Retype the listing without any alteration.

====

//! Generic tests for the Heap trait surface
//!
//! These helpers only use the [`Heap`] trait, so they exercise the queue the
//! way generic callers see it.

use comparator_heap::{Heap, PriorityQueue};

/// Test that empty heap behaves correctly
fn test_empty_heap<H: Heap<String>>() {
    let mut heap = H::new();
    assert!(heap.is_empty());
    assert_eq!(heap.len(), 0);
    assert_eq!(heap.peek(), None);
    assert_eq!(heap.pop(), None);
}

/// Test basic insert and pop operations
fn test_basic_operations<H: Heap<&'static str>>() {
    let mut heap = H::new();

    heap.push("five").unwrap();
    heap.push("one").unwrap();
    heap.push("ten").unwrap();
    heap.push("three").unwrap();

    assert!(!heap.is_empty());
    assert_eq!(heap.len(), 4);
    assert_eq!(heap.peek(), Some(&"five"));

    assert_eq!(heap.pop(), Some("five"));
    assert_eq!(heap.pop(), Some("one"));
    assert_eq!(heap.pop(), Some("ten"));
    assert_eq!(heap.pop(), Some("three"));
    assert_eq!(heap.pop(), None);
    assert!(heap.is_empty());
}

/// Test merge operations
fn test_merge_operations<H: Heap<i32>>() {
    let mut heap1 = H::new();
    heap1.push(5).unwrap();
    heap1.push(1).unwrap();

    let mut heap2 = H::new();
    heap2.push(10).unwrap();
    heap2.push(3).unwrap();

    heap1.merge(heap2);

    assert_eq!(heap1.len(), 4);
    assert_eq!(heap1.peek(), Some(&1));
    assert_eq!(heap1.pop(), Some(1));
    assert_eq!(heap1.pop(), Some(3));
    assert_eq!(heap1.pop(), Some(5));
    assert_eq!(heap1.pop(), Some(10));
}

/// Test merge with empty heap
fn test_merge_empty<H: Heap<i32>>() {
    let mut heap1 = H::new();
    heap1.push(5).unwrap();
    heap1.push(1).unwrap();

    let len_before = heap1.len();
    heap1.merge(H::new());
    assert_eq!(heap1.len(), len_before);

    // Merge non-empty into empty
    let mut heap3 = H::new();
    let mut heap4 = H::new();
    heap4.push(3).unwrap();

    heap3.merge(heap4);
    assert_eq!(heap3.len(), 1);
    assert_eq!(heap3.peek(), Some(&3));
}

/// Test with duplicate values
fn test_duplicates<H: Heap<i32>>() {
    let mut heap = H::new();
    for value in [5, 5, 5, 1, 5] {
        heap.push(value).unwrap();
    }

    assert_eq!(heap.pop(), Some(1));
    for _ in 0..4 {
        assert_eq!(heap.pop(), Some(5));
    }
    assert!(heap.is_empty());
}

/// Test that peek doesn't modify heap
fn test_peek_idempotent<H: Heap<i32>>() {
    let mut heap = H::new();
    heap.push(5).unwrap();
    heap.push(1).unwrap();

    assert_eq!(heap.peek(), Some(&1));
    assert_eq!(heap.peek(), Some(&1));
    assert_eq!(heap.len(), 2);
    assert_eq!(heap.pop(), Some(1));
}

/// Test merge then operations
fn test_merge_then_operations<H: Heap<i32>>() {
    let mut heap1 = H::new();
    for i in 0..10 {
        heap1.push(i * 10).unwrap();
    }

    let mut heap2 = H::new();
    for i in (10..20).rev() {
        heap2.push(i * 10).unwrap();
    }

    heap1.merge(heap2);

    let mut count = 0;
    let mut last = i32::MIN;
    while let Some(value) = heap1.pop() {
        assert!(value >= last); // Should be non-decreasing
        last = value;
        count += 1;
    }
    assert_eq!(count, 20);
}

/// Test rapid insert and pop
fn test_rapid_operations<H: Heap<i32>>() {
    let mut heap = H::new();

    for i in 0..50 {
        heap.push(i).unwrap();
        if i % 3 == 0 {
            heap.pop();
        }
    }

    // 50 pushes, 17 pops
    assert_eq!(heap.len(), 33);
    let mut count = 0;
    while heap.pop().is_some() {
        count += 1;
    }
    assert_eq!(count, 33);
}

/// Test ascending insertion
fn test_ascending_insertion<H: Heap<i32>>() {
    let mut heap = H::new();
    for i in 0..100 {
        heap.push(i).unwrap();
    }
    for i in 0..100 {
        assert_eq!(heap.pop(), Some(i));
    }
}

/// Test descending insertion
fn test_descending_insertion<H: Heap<i32>>() {
    let mut heap = H::new();
    for i in (0..100).rev() {
        heap.push(i).unwrap();
    }
    for i in 0..100 {
        assert_eq!(heap.pop(), Some(i));
    }
}

/// Test negative values
fn test_negative_values<H: Heap<i64>>() {
    let mut heap = H::new();
    heap.push(1_000_000_000).unwrap();
    heap.push(-2_000_000_000).unwrap();
    heap.push(0).unwrap();

    assert_eq!(heap.pop(), Some(-2_000_000_000));
    assert_eq!(heap.pop(), Some(0));
    assert_eq!(heap.pop(), Some(1_000_000_000));
}

/// Test with owned string items
fn test_string_items<H: Heap<String>>() {
    let mut heap = H::new();
    for word in ["pear", "apple", "fig"] {
        heap.push(word.to_string()).unwrap();
    }
    assert_eq!(heap.pop().as_deref(), Some("apple"));
    assert_eq!(heap.pop().as_deref(), Some("fig"));
    assert_eq!(heap.pop().as_deref(), Some("pear"));
}

/// Test with tuple items (lexicographic order)
fn test_tuple_items<H: Heap<(u8, char)>>() {
    let mut heap = H::new();
    heap.push((2, 'a')).unwrap();
    heap.push((1, 'z')).unwrap();
    heap.push((1, 'b')).unwrap();
    assert_eq!(heap.pop(), Some((1, 'b')));
    assert_eq!(heap.pop(), Some((1, 'z')));
    assert_eq!(heap.pop(), Some((2, 'a')));
}

macro_rules! heap_test {
    ($name:ident, $heap:ty, $func:ident) => {
        #[test]
        fn $name() {
            $func::<$heap>();
        }
    };
}

heap_test!(test_priority_queue_empty, PriorityQueue<String>, test_empty_heap);
heap_test!(test_priority_queue_basic, PriorityQueue<&'static str>, test_basic_operations);
heap_test!(test_priority_queue_merge, PriorityQueue<i32>, test_merge_operations);
heap_test!(test_priority_queue_merge_empty, PriorityQueue<i32>, test_merge_empty);
heap_test!(test_priority_queue_duplicates, PriorityQueue<i32>, test_duplicates);
heap_test!(test_priority_queue_peek_idempotent, PriorityQueue<i32>, test_peek_idempotent);
heap_test!(test_priority_queue_merge_then_operations, PriorityQueue<i32>, test_merge_then_operations);
heap_test!(test_priority_queue_rapid_operations, PriorityQueue<i32>, test_rapid_operations);
heap_test!(test_priority_queue_ascending_insertion, PriorityQueue<i32>, test_ascending_insertion);
heap_test!(test_priority_queue_descending_insertion, PriorityQueue<i32>, test_descending_insertion);
heap_test!(test_priority_queue_negative_values, PriorityQueue<i64>, test_negative_values);
heap_test!(test_priority_queue_string_items, PriorityQueue<String>, test_string_items);
heap_test!(test_priority_queue_tuple_items, PriorityQueue<(u8, char)>, test_tuple_items);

====

**Written answer:**
//! Generic tests for the Heap trait surface
//!
//! These helpers only use the [`Heap`] trait, so they exercise the queue the
//! way generic callers see it.

use comparator_heap::{Heap, PriorityQueue};

/// Test that empty heap behaves correctly
fn test_empty_heap<H: Heap<String>>() {
    let mut heap = H::new();
    assert!(heap.is_empty());
    assert_eq!(heap.len(), 0);
    assert_eq!(heap.peek(), None);
    assert_eq!(heap.pop(), None);
}

/// Test basic insert and pop operations
fn test_basic_operations<H: Heap<&'static str>>() {
    let mut heap = H::new();

    heap.push("five").unwrap();
    heap.push("one").unwrap();
    heap.push("ten").unwrap();
    heap.push("three").unwrap();

    assert!(!heap.is_empty());
    assert_eq!(heap.len(), 4);
    assert_eq!(heap.peek(), Some(&"five"));

    assert_eq!(heap.pop(), Some("five"));
    assert_eq!(heap.pop(), Some("one"));
    assert_eq!(heap.pop(), Some("ten"));
    assert_eq!(heap.pop(), Some("three"));
    assert_eq!(heap.pop(), None);
    assert!(heap.is_empty());
}

/// Test merge operations
fn test_merge_operations<H: Heap<i32>>() {
    let mut heap1 = H::new();
    heap1.push(5).unwrap();
    heap1.push(1).unwrap();

    let mut heap2 = H::new();
    heap2.push(10).unwrap();
    heap2.push(3).unwrap();

    heap1.merge(heap2);

    assert_eq!(heap1.len(), 4);
    assert_eq!(heap1.peek(), Some(&1));
    assert_eq!(heap1.pop(), Some(1));
    assert_eq!(heap1.pop(), Some(3));
    assert_eq!(heap1.pop(), Some(5));
    assert_eq!(heap1.pop(), Some(10));
}

/// Test merge with empty heap
fn test_merge_empty<H: Heap<i32>>() {
    let mut heap1 = H::new();
    heap1.push(5).unwrap();
    heap1.push(1).unwrap();

    let len_before = heap1.len();
    heap1.merge(H::new());
    assert_eq!(heap1.len(), len_before);

    // Merge non-empty into empty
    let mut heap3 = H::new();
    let mut heap4 = H::new();
    heap4.push(3).unwrap();

    heap3.merge(heap4);
    assert_eq!(heap3.len(), 1);
    assert_eq!(heap3.peek(), Some(&3));
}

/// Test with duplicate values
fn test_duplicates<H: Heap<i32>>() {
    let mut heap = H::new();
    for value in [5, 5, 5, 1, 5] {
        heap.push(value).unwrap();
    }

    assert_eq!(heap.pop(), Some(1));
    for _ in 0..4 {
        assert_eq!(heap.pop(), Some(5));
    }
    assert!(heap.is_empty());
}

/// Test that peek doesn't modify heap
fn test_peek_idempotent<H: Heap<i32>>() {
    let mut heap = H::new();
    heap.push(5).unwrap();
    heap.push(1).unwrap();

    assert_eq!(heap.peek(), Some(&1));
    assert_eq!(heap.peek(), Some(&1));
    assert_eq!(heap.len(), 2);
    assert_eq!(heap.pop(), Some(1));
}

/// Test merge then operations
fn test_merge_then_operations<H: Heap<i32>>() {
    let mut heap1 = H::new();
    for i in 0..10 {
        heap1.push(i * 10).unwrap();
    }

    let mut heap2 = H::new();
    for i in (10..20).rev() {
        heap2.push(i * 10).unwrap();
    }

    heap1.merge(heap2);

    let mut count = 0;
    let mut last = i32::MIN;
    while let Some(value) = heap1.pop() {
        assert!(value >= last); // Should be non-decreasing
        last = value;
        count += 1;
    }
    assert_eq!(count, 20);
}

/// Test rapid insert and pop
fn test_rapid_operations<H: Heap<i32>>() {
    let mut heap = H::new();

    for i in 0..50 {
        heap.push(i).unwrap();
        if i % 3 == 0 {
            heap.pop();
        }
    }

    // 50 pushes, 17 pops
    assert_eq!(heap.len(), 33);
    let mut count = 0;
    while heap.pop().is_some() {
        count += 1;
    }
    assert_eq!(count, 33);
}

/// Test ascending insertion
fn test_ascending_insertion<H: Heap<i32>>() {
    let mut heap = H::new();
    for i in 0..100 {
        heap.push(i).unwrap();
    }
    for i in 0..100 {
        assert_eq!(heap.pop(), Some(i));
    }
}

/// Test descending insertion
fn test_descending_insertion<H: Heap<i32>>() {
    let mut heap = H::new();
    for i in (0..100).rev() {
        heap.push(i).unwrap();
    }
    for i in 0..100 {
        assert_eq!(heap.pop(), Some(i));
    }
}

/// Test negative values
fn test_negative_values<H: Heap<i64>>() {
    let mut heap = H::new();
    heap.push(1_000_000_000).unwrap();
    heap.push(-2_000_000_000).unwrap();
    heap.push(0).unwrap();

    assert_eq!(heap.pop(), Some(-2_000_000_000));
    assert_eq!(heap.pop(), Some(0));
    assert_eq!(heap.pop(), Some(1_000_000_000));
}

/// Test with owned string items
fn test_string_items<H: Heap<String>>() {
    let mut heap = H::new();
    for word in ["pear", "apple", "fig"] {
        heap.push(word.to_string()).unwrap();
    }
    assert_eq!(heap.pop().as_deref(), Some("apple"));
    assert_eq!(heap.pop().as_deref(), Some("fig"));
    assert_eq!(heap.pop().as_deref(), Some("pear"));
}

/// Test with tuple items (lexicographic order)
fn test_tuple_items<H: Heap<(u8, char)>>() {
    let mut heap = H::new();
    heap.push((2, 'a')).unwrap();
    heap.push((1, 'z')).unwrap();
    heap.push((1, 'b')).unwrap();
    assert_eq!(heap.pop(), Some((1, 'b')));
    assert_eq!(heap.pop(), Some((1, 'z')));
    assert_eq!(heap.pop(), Some((2, 'a')));
}

macro_rules! heap_test {
    ($name:ident, $heap:ty, $func:ident) => {
        #[test]
        fn $name() {
            $func::<$heap>();
        }
    };
}

heap_test!(test_priority_queue_empty, PriorityQueue<String>, test_empty_heap);
heap_test!(test_priority_queue_basic, PriorityQueue<&'static str>, test_basic_operations);
heap_test!(test_priority_queue_merge, PriorityQueue<i32>, test_merge_operations);
heap_test!(test_priority_queue_merge_empty, PriorityQueue<i32>, test_merge_empty);
heap_test!(test_priority_queue_duplicates, PriorityQueue<i32>, test_duplicates);
heap_test!(test_priority_queue_peek_idempotent, PriorityQueue<i32>, test_peek_idempotent);
heap_test!(test_priority_queue_merge_then_operations, PriorityQueue<i32>, test_merge_then_operations);
heap_test!(test_priority_queue_rapid_operations, PriorityQueue<i32>, test_rapid_operations);
heap_test!(test_priority_queue_ascending_insertion, PriorityQueue<i32>, test_ascending_insertion);
heap_test!(test_priority_queue_descending_insertion, PriorityQueue<i32>, test_descending_insertion);
heap_test!(test_priority_queue_negative_values, PriorityQueue<i64>, test_negative_values);
heap_test!(test_priority_queue_string_items, PriorityQueue<String>, test_string_items);
heap_test!(test_priority_queue_tuple_items, PriorityQueue<(u8, char)>, test_tuple_items);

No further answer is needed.